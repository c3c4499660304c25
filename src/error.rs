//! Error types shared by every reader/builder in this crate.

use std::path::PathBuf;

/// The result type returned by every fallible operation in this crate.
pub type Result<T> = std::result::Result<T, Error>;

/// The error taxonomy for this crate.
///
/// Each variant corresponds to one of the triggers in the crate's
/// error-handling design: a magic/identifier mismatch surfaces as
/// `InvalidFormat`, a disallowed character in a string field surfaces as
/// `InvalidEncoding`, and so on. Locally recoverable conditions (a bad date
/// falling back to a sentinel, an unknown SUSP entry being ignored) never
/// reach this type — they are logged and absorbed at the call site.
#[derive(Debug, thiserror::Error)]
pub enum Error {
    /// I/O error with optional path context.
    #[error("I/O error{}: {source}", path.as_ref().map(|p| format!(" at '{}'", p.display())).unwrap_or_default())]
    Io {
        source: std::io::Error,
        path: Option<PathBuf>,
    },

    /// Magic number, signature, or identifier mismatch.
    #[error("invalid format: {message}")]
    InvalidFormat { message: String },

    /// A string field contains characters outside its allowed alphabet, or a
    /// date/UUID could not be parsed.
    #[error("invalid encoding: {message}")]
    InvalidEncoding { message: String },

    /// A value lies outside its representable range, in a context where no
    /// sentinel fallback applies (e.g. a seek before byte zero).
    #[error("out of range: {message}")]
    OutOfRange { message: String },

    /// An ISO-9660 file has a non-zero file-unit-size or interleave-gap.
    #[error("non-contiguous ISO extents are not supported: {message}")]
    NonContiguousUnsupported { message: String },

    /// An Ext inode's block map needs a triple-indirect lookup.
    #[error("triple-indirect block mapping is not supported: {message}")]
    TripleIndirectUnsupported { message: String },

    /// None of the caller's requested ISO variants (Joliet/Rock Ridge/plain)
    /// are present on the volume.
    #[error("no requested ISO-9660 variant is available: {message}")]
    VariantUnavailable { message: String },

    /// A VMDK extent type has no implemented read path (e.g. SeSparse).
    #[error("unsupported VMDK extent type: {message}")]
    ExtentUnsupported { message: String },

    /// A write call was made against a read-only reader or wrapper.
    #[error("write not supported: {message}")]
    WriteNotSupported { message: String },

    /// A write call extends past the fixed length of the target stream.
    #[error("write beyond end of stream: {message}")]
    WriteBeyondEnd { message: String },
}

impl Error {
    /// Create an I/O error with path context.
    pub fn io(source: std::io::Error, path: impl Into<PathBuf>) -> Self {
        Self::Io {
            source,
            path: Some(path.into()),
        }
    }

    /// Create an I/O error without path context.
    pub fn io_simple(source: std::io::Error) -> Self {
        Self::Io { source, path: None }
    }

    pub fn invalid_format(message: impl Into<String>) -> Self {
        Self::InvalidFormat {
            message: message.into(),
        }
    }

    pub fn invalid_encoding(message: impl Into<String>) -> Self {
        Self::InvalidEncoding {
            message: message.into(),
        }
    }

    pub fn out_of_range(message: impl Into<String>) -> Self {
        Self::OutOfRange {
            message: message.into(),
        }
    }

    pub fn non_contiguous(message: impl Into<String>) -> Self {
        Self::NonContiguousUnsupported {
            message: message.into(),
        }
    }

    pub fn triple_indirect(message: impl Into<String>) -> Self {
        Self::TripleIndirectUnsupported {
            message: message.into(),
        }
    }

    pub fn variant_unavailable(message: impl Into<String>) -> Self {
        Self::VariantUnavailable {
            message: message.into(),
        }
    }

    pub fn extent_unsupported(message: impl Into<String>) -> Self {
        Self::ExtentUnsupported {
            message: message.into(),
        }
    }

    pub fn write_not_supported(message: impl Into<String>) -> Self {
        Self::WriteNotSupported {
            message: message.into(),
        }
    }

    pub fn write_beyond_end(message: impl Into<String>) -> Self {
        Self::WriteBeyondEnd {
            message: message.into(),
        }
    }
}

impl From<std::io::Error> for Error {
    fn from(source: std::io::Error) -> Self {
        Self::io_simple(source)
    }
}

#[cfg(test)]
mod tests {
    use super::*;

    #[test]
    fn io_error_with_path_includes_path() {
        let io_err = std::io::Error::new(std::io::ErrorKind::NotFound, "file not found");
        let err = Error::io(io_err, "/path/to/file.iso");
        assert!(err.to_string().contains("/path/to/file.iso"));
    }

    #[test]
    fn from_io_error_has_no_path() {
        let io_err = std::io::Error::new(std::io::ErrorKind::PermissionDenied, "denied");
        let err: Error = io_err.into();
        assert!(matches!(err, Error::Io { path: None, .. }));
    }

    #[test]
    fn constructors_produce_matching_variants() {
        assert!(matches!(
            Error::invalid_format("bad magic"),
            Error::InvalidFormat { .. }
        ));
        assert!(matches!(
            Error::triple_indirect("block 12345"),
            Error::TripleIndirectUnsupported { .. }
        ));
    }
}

◆ ◆ ◆ ◆ ◆ ◆ ◆

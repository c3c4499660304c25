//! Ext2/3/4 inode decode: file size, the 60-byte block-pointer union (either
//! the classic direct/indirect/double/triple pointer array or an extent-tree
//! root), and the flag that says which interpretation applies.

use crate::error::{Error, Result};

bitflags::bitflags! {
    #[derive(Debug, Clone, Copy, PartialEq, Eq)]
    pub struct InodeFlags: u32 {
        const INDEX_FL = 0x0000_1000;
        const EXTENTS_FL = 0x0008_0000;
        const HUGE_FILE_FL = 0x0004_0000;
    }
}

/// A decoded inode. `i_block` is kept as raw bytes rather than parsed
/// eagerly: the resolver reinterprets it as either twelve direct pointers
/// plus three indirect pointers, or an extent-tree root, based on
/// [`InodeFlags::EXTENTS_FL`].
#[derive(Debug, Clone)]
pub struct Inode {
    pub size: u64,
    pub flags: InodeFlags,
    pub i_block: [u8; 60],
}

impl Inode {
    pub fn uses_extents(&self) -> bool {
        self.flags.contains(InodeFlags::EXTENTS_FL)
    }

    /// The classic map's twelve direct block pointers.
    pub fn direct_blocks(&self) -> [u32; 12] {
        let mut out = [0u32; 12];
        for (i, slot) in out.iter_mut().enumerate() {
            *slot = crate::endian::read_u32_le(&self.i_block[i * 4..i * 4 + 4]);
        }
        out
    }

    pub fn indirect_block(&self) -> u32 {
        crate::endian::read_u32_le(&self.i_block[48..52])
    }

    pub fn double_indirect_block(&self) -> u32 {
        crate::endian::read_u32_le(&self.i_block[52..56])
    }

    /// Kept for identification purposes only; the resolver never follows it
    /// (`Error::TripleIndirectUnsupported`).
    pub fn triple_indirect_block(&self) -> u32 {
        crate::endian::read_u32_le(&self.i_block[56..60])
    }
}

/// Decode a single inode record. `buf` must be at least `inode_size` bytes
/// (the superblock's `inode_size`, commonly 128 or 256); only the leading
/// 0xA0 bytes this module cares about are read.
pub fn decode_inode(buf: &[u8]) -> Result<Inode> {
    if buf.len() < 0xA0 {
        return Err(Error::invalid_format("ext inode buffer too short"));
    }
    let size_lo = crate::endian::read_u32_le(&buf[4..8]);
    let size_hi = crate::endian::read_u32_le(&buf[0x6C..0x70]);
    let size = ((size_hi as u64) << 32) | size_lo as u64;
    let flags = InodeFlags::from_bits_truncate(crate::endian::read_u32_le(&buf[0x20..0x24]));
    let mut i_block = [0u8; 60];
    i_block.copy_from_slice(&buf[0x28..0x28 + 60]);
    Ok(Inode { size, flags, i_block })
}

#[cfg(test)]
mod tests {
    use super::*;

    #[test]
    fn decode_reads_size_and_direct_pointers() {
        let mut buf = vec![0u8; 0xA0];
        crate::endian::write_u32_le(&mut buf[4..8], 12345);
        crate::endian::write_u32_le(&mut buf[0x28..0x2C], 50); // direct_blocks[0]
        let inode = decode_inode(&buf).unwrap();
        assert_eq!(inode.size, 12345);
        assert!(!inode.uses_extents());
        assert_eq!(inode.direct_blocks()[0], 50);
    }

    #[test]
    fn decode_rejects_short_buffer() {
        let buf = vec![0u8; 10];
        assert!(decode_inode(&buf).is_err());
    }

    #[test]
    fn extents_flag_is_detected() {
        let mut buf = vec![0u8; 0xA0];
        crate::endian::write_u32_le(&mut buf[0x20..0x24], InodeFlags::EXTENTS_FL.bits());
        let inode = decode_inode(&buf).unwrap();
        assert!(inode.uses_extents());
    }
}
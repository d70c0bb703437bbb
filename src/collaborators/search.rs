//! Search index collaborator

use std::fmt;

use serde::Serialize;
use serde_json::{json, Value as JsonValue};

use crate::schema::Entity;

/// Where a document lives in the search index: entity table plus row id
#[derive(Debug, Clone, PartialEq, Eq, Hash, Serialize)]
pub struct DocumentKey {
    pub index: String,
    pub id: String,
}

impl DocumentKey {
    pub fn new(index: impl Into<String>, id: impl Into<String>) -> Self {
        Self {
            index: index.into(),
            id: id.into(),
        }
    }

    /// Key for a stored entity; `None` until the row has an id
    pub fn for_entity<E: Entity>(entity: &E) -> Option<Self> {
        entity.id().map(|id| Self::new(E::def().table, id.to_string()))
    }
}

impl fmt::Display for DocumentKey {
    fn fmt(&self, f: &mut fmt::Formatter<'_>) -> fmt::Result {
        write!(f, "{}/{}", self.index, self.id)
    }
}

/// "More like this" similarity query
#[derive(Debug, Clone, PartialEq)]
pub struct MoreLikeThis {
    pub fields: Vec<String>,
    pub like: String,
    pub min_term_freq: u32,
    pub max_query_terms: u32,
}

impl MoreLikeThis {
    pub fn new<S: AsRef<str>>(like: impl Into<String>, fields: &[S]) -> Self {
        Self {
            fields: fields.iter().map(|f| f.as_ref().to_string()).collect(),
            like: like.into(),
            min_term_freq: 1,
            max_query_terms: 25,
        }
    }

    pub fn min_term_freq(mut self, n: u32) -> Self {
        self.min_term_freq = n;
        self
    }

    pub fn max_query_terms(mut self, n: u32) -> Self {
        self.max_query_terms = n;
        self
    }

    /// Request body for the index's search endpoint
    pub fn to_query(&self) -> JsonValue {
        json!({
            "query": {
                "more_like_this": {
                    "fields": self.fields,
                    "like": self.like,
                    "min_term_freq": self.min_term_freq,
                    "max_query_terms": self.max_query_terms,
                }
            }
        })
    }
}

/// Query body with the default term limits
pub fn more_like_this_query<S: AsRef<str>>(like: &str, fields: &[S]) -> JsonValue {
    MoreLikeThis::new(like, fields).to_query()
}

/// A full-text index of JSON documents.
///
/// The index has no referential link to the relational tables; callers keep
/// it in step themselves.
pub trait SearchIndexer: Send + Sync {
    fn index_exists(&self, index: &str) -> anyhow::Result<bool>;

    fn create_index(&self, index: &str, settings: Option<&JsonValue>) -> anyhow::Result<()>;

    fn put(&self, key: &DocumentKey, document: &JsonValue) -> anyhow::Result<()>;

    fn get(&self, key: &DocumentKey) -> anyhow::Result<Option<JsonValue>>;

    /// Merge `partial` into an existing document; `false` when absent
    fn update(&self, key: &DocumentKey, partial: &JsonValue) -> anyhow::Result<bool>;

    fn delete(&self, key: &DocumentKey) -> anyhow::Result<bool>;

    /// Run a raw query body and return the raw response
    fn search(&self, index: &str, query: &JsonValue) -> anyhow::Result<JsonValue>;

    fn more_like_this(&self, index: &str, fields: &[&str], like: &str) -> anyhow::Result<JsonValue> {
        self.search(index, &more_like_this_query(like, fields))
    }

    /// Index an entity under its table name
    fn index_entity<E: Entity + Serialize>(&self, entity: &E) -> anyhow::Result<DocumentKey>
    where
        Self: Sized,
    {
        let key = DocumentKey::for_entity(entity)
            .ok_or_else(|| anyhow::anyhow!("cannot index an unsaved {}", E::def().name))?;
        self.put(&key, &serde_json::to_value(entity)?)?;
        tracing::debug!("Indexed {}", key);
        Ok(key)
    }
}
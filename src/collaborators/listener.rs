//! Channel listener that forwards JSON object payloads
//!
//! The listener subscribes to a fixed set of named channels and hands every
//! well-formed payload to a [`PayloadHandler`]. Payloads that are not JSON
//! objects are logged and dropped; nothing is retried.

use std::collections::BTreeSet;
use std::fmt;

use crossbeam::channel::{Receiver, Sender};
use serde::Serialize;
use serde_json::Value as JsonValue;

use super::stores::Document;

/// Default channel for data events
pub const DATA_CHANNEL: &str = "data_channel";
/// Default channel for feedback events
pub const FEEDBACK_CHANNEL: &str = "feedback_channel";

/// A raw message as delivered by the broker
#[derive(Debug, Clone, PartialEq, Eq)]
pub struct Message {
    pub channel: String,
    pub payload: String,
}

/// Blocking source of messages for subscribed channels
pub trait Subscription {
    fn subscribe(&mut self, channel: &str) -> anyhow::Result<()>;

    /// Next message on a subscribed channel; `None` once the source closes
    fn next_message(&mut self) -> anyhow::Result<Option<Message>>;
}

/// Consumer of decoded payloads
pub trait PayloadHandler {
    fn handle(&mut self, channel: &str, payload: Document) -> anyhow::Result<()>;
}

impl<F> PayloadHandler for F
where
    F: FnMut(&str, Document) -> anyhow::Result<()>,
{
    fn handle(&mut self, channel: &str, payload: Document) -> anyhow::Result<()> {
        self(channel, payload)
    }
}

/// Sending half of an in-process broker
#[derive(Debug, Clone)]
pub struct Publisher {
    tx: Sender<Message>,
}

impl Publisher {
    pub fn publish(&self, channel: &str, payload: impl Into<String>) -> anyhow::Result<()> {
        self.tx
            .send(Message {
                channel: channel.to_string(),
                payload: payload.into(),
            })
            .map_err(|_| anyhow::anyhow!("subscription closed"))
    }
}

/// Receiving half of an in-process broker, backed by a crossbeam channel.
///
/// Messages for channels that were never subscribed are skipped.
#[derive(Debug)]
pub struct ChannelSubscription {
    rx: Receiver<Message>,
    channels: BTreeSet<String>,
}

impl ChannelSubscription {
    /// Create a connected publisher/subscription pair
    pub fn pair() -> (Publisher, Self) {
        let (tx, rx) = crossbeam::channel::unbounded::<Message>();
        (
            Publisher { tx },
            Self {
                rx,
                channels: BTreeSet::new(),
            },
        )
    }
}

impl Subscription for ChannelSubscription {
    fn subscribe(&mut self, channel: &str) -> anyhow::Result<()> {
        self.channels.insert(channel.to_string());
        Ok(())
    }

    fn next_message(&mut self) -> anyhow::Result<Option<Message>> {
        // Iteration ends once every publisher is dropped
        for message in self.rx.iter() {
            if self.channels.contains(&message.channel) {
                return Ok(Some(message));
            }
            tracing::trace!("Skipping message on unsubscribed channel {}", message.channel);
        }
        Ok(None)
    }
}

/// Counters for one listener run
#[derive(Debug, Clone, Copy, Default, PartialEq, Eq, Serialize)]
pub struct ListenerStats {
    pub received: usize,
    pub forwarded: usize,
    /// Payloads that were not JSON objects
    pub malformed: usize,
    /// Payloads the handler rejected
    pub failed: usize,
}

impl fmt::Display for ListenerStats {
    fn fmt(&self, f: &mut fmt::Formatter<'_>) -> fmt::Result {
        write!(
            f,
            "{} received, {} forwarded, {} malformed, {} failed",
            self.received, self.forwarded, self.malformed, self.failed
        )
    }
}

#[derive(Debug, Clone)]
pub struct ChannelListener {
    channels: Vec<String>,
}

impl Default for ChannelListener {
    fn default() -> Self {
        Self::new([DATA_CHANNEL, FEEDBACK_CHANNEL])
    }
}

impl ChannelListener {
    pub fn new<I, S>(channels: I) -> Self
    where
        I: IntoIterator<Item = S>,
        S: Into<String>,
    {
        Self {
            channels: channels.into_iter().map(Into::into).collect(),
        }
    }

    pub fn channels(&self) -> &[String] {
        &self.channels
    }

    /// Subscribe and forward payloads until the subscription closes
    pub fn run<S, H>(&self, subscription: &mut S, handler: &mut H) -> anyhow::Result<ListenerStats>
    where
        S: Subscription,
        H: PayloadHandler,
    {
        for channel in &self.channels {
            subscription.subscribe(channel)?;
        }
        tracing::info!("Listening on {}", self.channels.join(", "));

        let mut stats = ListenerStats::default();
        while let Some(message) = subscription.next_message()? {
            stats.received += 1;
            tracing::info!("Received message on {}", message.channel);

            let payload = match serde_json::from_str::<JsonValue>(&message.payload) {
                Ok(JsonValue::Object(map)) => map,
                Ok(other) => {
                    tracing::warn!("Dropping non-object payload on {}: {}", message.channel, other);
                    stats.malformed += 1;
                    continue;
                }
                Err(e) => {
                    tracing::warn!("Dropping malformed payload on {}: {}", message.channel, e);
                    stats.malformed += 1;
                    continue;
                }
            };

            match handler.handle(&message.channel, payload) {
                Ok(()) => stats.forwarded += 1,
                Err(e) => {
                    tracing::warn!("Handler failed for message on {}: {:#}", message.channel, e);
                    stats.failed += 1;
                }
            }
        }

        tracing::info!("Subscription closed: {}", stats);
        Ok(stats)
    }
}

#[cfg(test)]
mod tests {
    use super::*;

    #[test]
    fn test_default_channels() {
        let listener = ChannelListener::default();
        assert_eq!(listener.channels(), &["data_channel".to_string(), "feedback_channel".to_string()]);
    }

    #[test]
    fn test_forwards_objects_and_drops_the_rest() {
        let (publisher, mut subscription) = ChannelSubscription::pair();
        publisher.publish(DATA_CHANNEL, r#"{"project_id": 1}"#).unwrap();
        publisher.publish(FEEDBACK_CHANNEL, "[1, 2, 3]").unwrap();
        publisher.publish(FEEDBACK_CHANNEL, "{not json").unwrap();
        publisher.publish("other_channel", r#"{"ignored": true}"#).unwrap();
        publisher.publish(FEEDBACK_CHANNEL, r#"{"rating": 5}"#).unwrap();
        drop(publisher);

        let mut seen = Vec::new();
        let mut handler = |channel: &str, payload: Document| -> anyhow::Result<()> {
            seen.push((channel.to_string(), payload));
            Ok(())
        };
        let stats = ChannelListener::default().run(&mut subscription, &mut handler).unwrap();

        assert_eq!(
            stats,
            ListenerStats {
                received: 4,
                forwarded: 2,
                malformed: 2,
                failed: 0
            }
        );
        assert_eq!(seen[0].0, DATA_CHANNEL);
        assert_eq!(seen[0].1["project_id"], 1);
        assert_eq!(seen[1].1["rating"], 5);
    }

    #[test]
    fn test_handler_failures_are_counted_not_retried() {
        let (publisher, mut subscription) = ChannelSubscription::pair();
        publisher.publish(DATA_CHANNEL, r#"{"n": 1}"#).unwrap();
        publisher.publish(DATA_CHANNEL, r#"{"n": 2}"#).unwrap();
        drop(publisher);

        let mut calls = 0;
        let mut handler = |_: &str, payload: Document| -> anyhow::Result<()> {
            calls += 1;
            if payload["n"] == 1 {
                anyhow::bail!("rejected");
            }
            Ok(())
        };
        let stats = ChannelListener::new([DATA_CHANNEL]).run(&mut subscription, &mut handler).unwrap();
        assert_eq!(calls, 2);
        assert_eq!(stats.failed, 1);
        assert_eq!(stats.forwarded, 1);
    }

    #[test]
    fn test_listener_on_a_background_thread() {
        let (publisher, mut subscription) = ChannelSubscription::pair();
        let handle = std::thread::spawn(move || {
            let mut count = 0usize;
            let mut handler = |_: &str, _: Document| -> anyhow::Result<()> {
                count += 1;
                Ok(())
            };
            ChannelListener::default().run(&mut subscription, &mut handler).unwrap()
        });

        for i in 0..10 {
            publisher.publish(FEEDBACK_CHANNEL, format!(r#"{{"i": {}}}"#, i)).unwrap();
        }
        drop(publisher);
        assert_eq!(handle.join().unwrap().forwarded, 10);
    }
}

◆ ◆ ◆ ◆ ◆ ◆ ◆

**What you have to do:**
Start with the line above that contains "let buf = vec![0u8; 10];" and end with the line that contains "#[derive(Debug, Clone, PartialEq, Eq, Hash, Serialize)]". Write out those lines exactly, and only those.

**Solved problem:**
        let buf = vec![0u8; 10];
        assert!(decode_inode(&buf).is_err());
    }

    #[test]
    fn extents_flag_is_detected() {
        let mut buf = vec![0u8; 0xA0];
        crate::endian::write_u32_le(&mut buf[0x20..0x24], InodeFlags::EXTENTS_FL.bits());
        let inode = decode_inode(&buf).unwrap();
        assert!(inode.uses_extents());
    }
}
repository d70c0bb703437bbb
filename src/collaborators/search.rs
//! Search index collaborator

use std::fmt;

use serde::Serialize;
use serde_json::{json, Value as JsonValue};

use crate::schema::Entity;

/// Where a document lives in the search index: entity table plus row id
#[derive(Debug, Clone, PartialEq, Eq, Hash, Serialize)]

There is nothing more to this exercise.